WORK TO BE COMPLETED:
Gather all lines in the entries below that include the word "None".

DATA FOR THIS TASK:
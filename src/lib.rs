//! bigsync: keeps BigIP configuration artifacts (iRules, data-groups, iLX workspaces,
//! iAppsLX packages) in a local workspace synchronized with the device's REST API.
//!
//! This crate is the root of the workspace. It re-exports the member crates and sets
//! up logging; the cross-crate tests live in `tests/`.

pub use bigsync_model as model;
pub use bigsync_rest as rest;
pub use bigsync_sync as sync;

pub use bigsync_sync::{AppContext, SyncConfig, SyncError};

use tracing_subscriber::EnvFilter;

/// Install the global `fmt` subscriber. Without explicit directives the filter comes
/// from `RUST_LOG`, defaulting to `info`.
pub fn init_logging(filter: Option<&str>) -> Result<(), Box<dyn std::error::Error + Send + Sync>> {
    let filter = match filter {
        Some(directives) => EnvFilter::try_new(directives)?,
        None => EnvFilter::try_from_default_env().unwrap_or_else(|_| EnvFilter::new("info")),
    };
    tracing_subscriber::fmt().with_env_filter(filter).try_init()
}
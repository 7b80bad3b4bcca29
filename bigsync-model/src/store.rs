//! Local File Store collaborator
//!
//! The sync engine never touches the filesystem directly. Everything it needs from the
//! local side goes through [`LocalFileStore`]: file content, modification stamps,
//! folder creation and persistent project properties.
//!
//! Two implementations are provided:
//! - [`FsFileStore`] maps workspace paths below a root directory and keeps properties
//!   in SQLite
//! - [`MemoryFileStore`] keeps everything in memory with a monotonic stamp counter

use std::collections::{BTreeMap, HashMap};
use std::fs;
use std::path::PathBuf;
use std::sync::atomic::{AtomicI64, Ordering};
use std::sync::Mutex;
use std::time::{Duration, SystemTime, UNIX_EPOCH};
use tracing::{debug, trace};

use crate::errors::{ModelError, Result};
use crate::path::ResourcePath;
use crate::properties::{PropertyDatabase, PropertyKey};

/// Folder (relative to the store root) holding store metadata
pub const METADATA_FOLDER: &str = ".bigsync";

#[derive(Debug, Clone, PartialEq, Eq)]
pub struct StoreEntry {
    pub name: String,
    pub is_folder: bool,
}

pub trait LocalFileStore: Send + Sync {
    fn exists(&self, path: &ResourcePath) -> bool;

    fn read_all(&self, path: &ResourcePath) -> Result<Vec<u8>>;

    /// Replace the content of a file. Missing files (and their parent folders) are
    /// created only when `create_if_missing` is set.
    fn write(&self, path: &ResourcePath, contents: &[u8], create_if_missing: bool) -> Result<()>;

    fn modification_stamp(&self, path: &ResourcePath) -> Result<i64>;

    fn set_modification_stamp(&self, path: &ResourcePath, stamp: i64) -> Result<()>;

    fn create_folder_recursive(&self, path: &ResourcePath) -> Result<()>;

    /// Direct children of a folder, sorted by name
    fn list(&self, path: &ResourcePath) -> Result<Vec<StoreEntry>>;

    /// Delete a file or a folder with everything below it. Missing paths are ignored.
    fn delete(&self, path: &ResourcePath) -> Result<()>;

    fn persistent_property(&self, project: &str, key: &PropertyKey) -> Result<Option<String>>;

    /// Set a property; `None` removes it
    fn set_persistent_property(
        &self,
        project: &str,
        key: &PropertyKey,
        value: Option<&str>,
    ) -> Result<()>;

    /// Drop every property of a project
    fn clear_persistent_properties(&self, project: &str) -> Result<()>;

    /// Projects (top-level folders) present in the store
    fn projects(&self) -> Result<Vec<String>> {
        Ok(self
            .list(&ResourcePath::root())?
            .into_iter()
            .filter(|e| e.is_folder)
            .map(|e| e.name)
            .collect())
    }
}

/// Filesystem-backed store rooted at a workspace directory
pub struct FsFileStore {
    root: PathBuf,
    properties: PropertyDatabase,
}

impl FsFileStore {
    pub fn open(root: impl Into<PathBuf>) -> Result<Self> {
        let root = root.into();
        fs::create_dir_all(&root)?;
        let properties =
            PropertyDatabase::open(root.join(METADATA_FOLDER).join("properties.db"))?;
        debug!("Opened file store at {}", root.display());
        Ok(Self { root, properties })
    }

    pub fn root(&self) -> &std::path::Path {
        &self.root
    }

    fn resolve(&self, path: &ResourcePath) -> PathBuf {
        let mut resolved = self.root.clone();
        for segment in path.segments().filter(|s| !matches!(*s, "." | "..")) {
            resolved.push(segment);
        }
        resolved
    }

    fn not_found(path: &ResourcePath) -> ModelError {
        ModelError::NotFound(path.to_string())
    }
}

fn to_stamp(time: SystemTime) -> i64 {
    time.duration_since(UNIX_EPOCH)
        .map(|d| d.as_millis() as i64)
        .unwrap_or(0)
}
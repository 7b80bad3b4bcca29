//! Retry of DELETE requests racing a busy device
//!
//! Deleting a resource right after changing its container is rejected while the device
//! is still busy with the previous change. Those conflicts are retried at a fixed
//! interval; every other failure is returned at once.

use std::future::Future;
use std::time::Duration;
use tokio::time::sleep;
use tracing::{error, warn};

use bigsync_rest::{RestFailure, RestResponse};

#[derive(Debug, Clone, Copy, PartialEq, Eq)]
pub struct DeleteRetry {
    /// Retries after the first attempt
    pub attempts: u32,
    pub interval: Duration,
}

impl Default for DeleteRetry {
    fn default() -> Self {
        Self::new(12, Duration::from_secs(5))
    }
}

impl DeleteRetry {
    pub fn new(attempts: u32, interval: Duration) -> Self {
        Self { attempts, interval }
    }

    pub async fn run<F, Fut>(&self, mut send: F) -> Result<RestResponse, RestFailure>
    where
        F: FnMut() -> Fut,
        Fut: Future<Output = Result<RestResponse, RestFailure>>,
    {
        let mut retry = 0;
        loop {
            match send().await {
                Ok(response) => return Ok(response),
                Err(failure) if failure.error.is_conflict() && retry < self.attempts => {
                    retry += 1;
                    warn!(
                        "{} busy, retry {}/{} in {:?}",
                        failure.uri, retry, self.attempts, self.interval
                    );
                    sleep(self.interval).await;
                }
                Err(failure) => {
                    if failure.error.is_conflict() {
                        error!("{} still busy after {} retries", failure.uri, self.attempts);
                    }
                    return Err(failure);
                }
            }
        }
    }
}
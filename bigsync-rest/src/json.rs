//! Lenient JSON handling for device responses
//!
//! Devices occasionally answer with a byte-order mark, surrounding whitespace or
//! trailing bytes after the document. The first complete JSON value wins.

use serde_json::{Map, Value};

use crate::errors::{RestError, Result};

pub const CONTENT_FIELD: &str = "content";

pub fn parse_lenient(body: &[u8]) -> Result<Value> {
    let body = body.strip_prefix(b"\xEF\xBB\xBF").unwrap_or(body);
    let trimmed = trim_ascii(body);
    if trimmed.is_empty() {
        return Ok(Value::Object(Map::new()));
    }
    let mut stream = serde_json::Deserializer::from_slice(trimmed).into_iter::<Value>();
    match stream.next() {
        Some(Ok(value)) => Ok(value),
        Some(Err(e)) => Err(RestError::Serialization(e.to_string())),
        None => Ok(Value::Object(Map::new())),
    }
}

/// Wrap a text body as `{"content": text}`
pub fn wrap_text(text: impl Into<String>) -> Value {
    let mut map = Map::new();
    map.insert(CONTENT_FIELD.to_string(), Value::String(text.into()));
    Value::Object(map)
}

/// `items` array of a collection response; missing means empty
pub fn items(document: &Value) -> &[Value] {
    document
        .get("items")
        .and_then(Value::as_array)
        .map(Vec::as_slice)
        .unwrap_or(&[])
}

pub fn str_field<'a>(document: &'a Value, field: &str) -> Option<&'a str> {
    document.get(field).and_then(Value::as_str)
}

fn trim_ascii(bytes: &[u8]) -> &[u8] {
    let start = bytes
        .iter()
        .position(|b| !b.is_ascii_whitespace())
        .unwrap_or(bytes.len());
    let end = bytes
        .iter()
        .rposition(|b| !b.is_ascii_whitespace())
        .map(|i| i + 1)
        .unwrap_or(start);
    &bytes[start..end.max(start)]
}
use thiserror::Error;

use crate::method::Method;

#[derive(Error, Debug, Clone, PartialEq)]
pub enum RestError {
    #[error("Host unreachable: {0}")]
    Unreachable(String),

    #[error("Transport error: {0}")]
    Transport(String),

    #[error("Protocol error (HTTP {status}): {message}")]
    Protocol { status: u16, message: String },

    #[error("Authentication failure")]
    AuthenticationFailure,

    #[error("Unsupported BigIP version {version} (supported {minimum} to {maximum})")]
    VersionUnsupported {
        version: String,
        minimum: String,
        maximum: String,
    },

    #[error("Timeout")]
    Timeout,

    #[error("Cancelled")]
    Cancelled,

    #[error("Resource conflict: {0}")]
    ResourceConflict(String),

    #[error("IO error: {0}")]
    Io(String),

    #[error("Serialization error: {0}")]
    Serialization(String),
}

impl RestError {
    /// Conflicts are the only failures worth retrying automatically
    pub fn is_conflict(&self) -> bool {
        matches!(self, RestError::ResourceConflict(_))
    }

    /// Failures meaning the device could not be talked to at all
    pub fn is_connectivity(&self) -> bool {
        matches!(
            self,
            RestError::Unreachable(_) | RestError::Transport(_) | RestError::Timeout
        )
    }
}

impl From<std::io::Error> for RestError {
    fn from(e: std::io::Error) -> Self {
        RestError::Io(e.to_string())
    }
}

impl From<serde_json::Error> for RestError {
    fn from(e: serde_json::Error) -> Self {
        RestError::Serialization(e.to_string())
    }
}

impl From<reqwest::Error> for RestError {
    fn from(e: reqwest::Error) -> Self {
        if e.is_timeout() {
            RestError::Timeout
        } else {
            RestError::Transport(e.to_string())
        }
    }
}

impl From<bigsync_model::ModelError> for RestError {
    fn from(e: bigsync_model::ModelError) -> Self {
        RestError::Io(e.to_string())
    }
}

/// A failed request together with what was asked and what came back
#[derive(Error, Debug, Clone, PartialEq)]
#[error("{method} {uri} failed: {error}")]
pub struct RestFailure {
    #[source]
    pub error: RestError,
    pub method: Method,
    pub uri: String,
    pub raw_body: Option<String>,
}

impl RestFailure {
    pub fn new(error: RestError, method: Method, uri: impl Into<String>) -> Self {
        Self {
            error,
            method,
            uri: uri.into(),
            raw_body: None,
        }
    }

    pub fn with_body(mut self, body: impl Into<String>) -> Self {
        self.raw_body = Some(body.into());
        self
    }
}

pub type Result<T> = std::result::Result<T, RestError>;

EXERCISE SOLUTION:
        None => EnvFilter::try_from_default_env().unwrap_or_else(|_| EnvFilter::new("info")),
    /// Set a property; `None` removes it
        None => Ok(Value::Object(Map::new())),
            raw_body: None,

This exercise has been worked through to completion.